Vez por outra o poema me assola, como nos últimos dias ouvindo Maria Inêz do Espírito Santo contar lindamente o mito indígena do Caranguejo e do Jaguar que está em seu livro “O Gosto de Terra Natal”. Conta a lenda que o Caranguejo tinha o poder de jogar seus olhos para longe e ver outras terras. Os olhos iam, viam de tudo e voltavam. O Jaguar ficou fascinado quando soube que o Caranguejo tinha esse dom e pediu que fizesse o mesmo com seus olhos. O Caranguejo atendeu ao pedido do Jaguar e mandou seus os olhos para o outro lado do lago. Os olhos foram e voltaram. O Jaguar ficou deslumbrado com o que seus olhos tinham visto e  queria conhecer mais. Apesar do Caranguejo alegar o perigo, pois era a hora do pai da Traíra andar pelo lago e poderia devorar seus olhos, o Jaguar tanto insistiu que lá foram seus olhos. Foram e não voltaram.

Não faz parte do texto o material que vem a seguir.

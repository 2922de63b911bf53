//!
//! HTTP client for a Blockbook explorer.
//!
//! This module provides the `LedgerBackend` adapter that talks to Blockbook's `api/v2` REST
//! endpoints. Idempotent GET requests are retried with exponential backoff while the failure
//! looks transient; broadcasts are sent exactly once.

use super::backend::LedgerBackend;
use super::types::*;
use crate::config::ExplorerConfig;
use async_trait::async_trait;
use backoff::{ExponentialBackoff, future::retry};
use reqwest::Client;
use serde::de::DeserializeOwned;
use std::time::Duration;
use tracing::{debug, info, warn};

/// Blockbook explorer client
#[derive(Clone)]
pub struct BlockbookClient {
	/// The underlying HTTP client.
	http_client: Client,
	/// Base URL of the explorer, without trailing slash.
	explorer_url: String,
	/// Give up retrying a GET after this long.
	retry_max_elapsed: Duration,
}

impl BlockbookClient {
	/// Create a new explorer client.
	///
	/// # Arguments
	/// * `config` - Explorer URL and transport settings.
	///
	/// # Returns
	/// A new `BlockbookClient`, or an `IndexerError` if the HTTP client cannot be built.
	pub fn new(config: &ExplorerConfig) -> Result<Self, IndexerError> {
		let http_client = Client::builder().timeout(config.request_timeout).build()?;

		Ok(Self {
			http_client,
			explorer_url: config.explorer_url.trim_end_matches('/').to_string(),
			retry_max_elapsed: config.retry_max_elapsed,
		})
	}

	pub fn explorer_url(&self) -> &str {
		&self.explorer_url
	}

	fn backoff(&self) -> ExponentialBackoff {
		ExponentialBackoff {
			max_elapsed_time: Some(self.retry_max_elapsed),
			..ExponentialBackoff::default()
		}
	}

	/// Execute a GET request and decode the JSON body.
	///
	/// Transport errors and 5xx responses are retried; other failures are returned at once.
	async fn get_json<T: DeserializeOwned + Send>(
		&self,
		path: &str,
		query: &[(&str, String)],
	) -> Result<T, IndexerError> {
		let url = format!("{}{}", self.explorer_url, path);
		let url = url.as_str();

		retry(self.backoff(), || async move {
			let response = self
				.http_client
				.get(url)
				.query(query)
				.send()
				.await
				.map_err(|e| {
					debug!("GET {} failed: {}", url, e);
					backoff::Error::transient(IndexerError::HttpError(e))
				})?;

			let status = response.status();
			if status.is_server_error() {
				debug!("GET {} returned {}", url, status);
				return Err(backoff::Error::transient(IndexerError::ExplorerError(
					format!("HTTP error: {}", status),
				)));
			}
			if !status.is_success() {
				return Err(backoff::Error::permanent(IndexerError::ExplorerError(
					format!("HTTP error: {}", status),
				)));
			}

			let body = response
				.bytes()
				.await
				.map_err(|e| backoff::Error::transient(IndexerError::HttpError(e)))?;
			serde_json::from_slice::<T>(&body)
				.map_err(|e| backoff::Error::permanent(IndexerError::JsonError(e)))
		})
		.await
	}
}

#[async_trait]
impl LedgerBackend for BlockbookClient {
	async fn get_block_height(&self) -> Result<u64, IndexerError> {
		let status: ExplorerStatus = self.get_json("/api/v2/api", &[]).await?;
		Ok(status.backend.blocks)
	}

	async fn get_utxos(&self, key: &str) -> Result<Vec<LiteUtxo>, IndexerError> {
		self.get_json(&format!("/api/v2/utxo/{}", key), &[]).await
	}

	async fn get_tx_specific(&self, txid: &str) -> Result<SpecificTx, IndexerError> {
		self.get_json(&format!("/api/v2/tx-specific/{}", txid), &[])
			.await
	}

	async fn get_history_page(
		&self,
		identity: &WalletIdentity,
		query: &PageQuery,
	) -> Result<HistoryPage, IndexerError> {
		let mut params = vec![
			("details", "txs".to_string()),
			("tokens", "derived".to_string()),
			("pageSize", query.page_size.to_string()),
		];
		if let Some(from) = query.from {
			params.push(("from", from.to_string()));
		}
		if let Some(to) = query.to {
			params.push(("to", to.to_string()));
		}

		debug!(
			"Fetching {} history page (from: {:?}, to: {:?})",
			identity.endpoint(),
			query.from,
			query.to
		);
		self.get_json(
			&format!("/api/v2/{}/{}", identity.endpoint(), identity.as_str()),
			&params,
		)
		.await
	}

	async fn broadcast(&self, raw_tx_hex: &str) -> Result<String, IndexerError> {
		let response = self
			.http_client
			.post(format!("{}/api/v2/sendtx/", self.explorer_url))
			.body(raw_tx_hex.to_string())
			.send()
			.await?;

		let status = response.status();
		let text = response.text().await?;

		match serde_json::from_str::<SendTxResponse>(&text) {
			Ok(reply) => match reply.txid() {
				Some(txid) => {
					info!("Transaction sent: {}", txid);
					Ok(txid.to_string())
				}
				None => {
					let reason = reply.reason();
					warn!("Error sending transaction: {}", reason);
					Err(IndexerError::BroadcastRejected(reason))
				}
			},
			Err(e) if status.is_success() => Err(IndexerError::JsonError(e)),
			Err(_) => Err(IndexerError::ExplorerError(format!(
				"HTTP error: {}: {}",
				status, text
			))),
		}
	}

	async fn get_tx_detail(&self, txid: &str) -> Result<ExplorerTx, IndexerError> {
		self.get_json(&format!("/api/v2/tx/{}", txid), &[]).await
	}

	fn name(&self) -> &'static str {
		"BlockbookClient"
	}
}
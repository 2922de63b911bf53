use crate::config::{COIN, COIN_DECIMALS};

pub fn format_token_amount(amount: u64, decimals: u32) -> String {
	let scale = 10u64.pow(decimals);
	if decimals == 0 {
		return amount.to_string();
	}
	format!(
		"{}.{:0width$}",
		amount / scale,
		amount % scale,
		width = decimals as usize
	)
}

/// Formats satoshis as whole coins with all decimals.
pub fn format_coin_amount(sats: u64) -> String {
	debug_assert_eq!(10u64.pow(COIN_DECIMALS), COIN);
	format_token_amount(sats, COIN_DECIMALS)
}

#[cfg(test)]
mod tests {
	use super::*;

	#[test]
	fn test_format_coin_amount() {
		assert_eq!(format_coin_amount(500_000_000), "5.00000000");
		assert_eq!(format_coin_amount(1), "0.00000001");
		assert_eq!(format_token_amount(1_234_567, 6), "1.234567");
		assert_eq!(format_token_amount(42, 0), "42");
	}
}
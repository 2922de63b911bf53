//! Newest-first list of classified transactions.

use crate::wallet::HistoricalTx;
use std::collections::{HashSet, VecDeque};

/// Ordered history with id-based deduplication.
#[derive(Debug, Clone, Default)]
pub struct Timeline {
	entries: VecDeque<HistoricalTx>,
	ids: HashSet<String>,
}

/// Number of entries a merge added at each end.
#[derive(Debug, Clone, Copy, Default, PartialEq, Eq)]
pub struct MergeOutcome {
	pub prepended: usize,
	pub appended: usize,
}

impl Timeline {
	pub fn new() -> Self {
		Self::default()
	}

	/// Height of the oldest entry, or 0 when there is none.
	pub fn boundary_height(&self) -> u64 {
		self.entries
			.back()
			.and_then(|tx| tx.block_height)
			.unwrap_or(0)
	}

	/// Merge one chunk.
	///
	/// `recent` must be newest-first; entries already present or also contained in
	/// `historical` are skipped, the rest are prepended. `historical` entries not yet
	/// present are appended in order.
	pub fn merge_chunk(
		&mut self,
		recent: Vec<HistoricalTx>,
		historical: Vec<HistoricalTx>,
	) -> MergeOutcome {
		let mut outcome = MergeOutcome::default();
		let historical_ids: HashSet<String> = historical.iter().map(|tx| tx.id.clone()).collect();

		for tx in recent.into_iter().rev() {
			if self.ids.contains(&tx.id) || historical_ids.contains(&tx.id) {
				continue;
			}
			self.ids.insert(tx.id.clone());
			self.entries.push_front(tx);
			outcome.prepended += 1;
		}

		for tx in historical {
			if self.ids.insert(tx.id.clone()) {
				self.entries.push_back(tx);
				outcome.appended += 1;
			}
		}

		outcome
	}

	pub fn contains(&self, id: &str) -> bool {
		self.ids.contains(id)
	}

	pub fn len(&self) -> usize {
		self.entries.len()
	}

	pub fn is_empty(&self) -> bool {
		self.entries.is_empty()
	}

	pub fn clear(&mut self) {
		self.entries.clear();
		self.ids.clear();
	}

	pub fn to_vec(&self) -> Vec<HistoricalTx> {
		self.entries.iter().cloned().collect()
	}
}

O Jaguar se desesperou com a cegueira, quis devorar o Caranguejo que fugiu para o fundo do lago. E lá ficou o Jaguar na mata desesperado até que apareceu o Gavião Real e ofereceu ajuda. Com leite retirado de uma árvore e sementes, o Gavião Real criou novos olhos para o Jaguar. Como pagamento exigiu que toda caça feita pelo Jaguar um pedaço ficasse para o Gavião Real. E assim foi feito. Até hoje o Jaguar não come tudo o que caça.

Mito e poema se encontram no momento em que a experiência de cada um é única. Não posso viver com os olhos dos outros, nem seguir o que não for o meu caminho.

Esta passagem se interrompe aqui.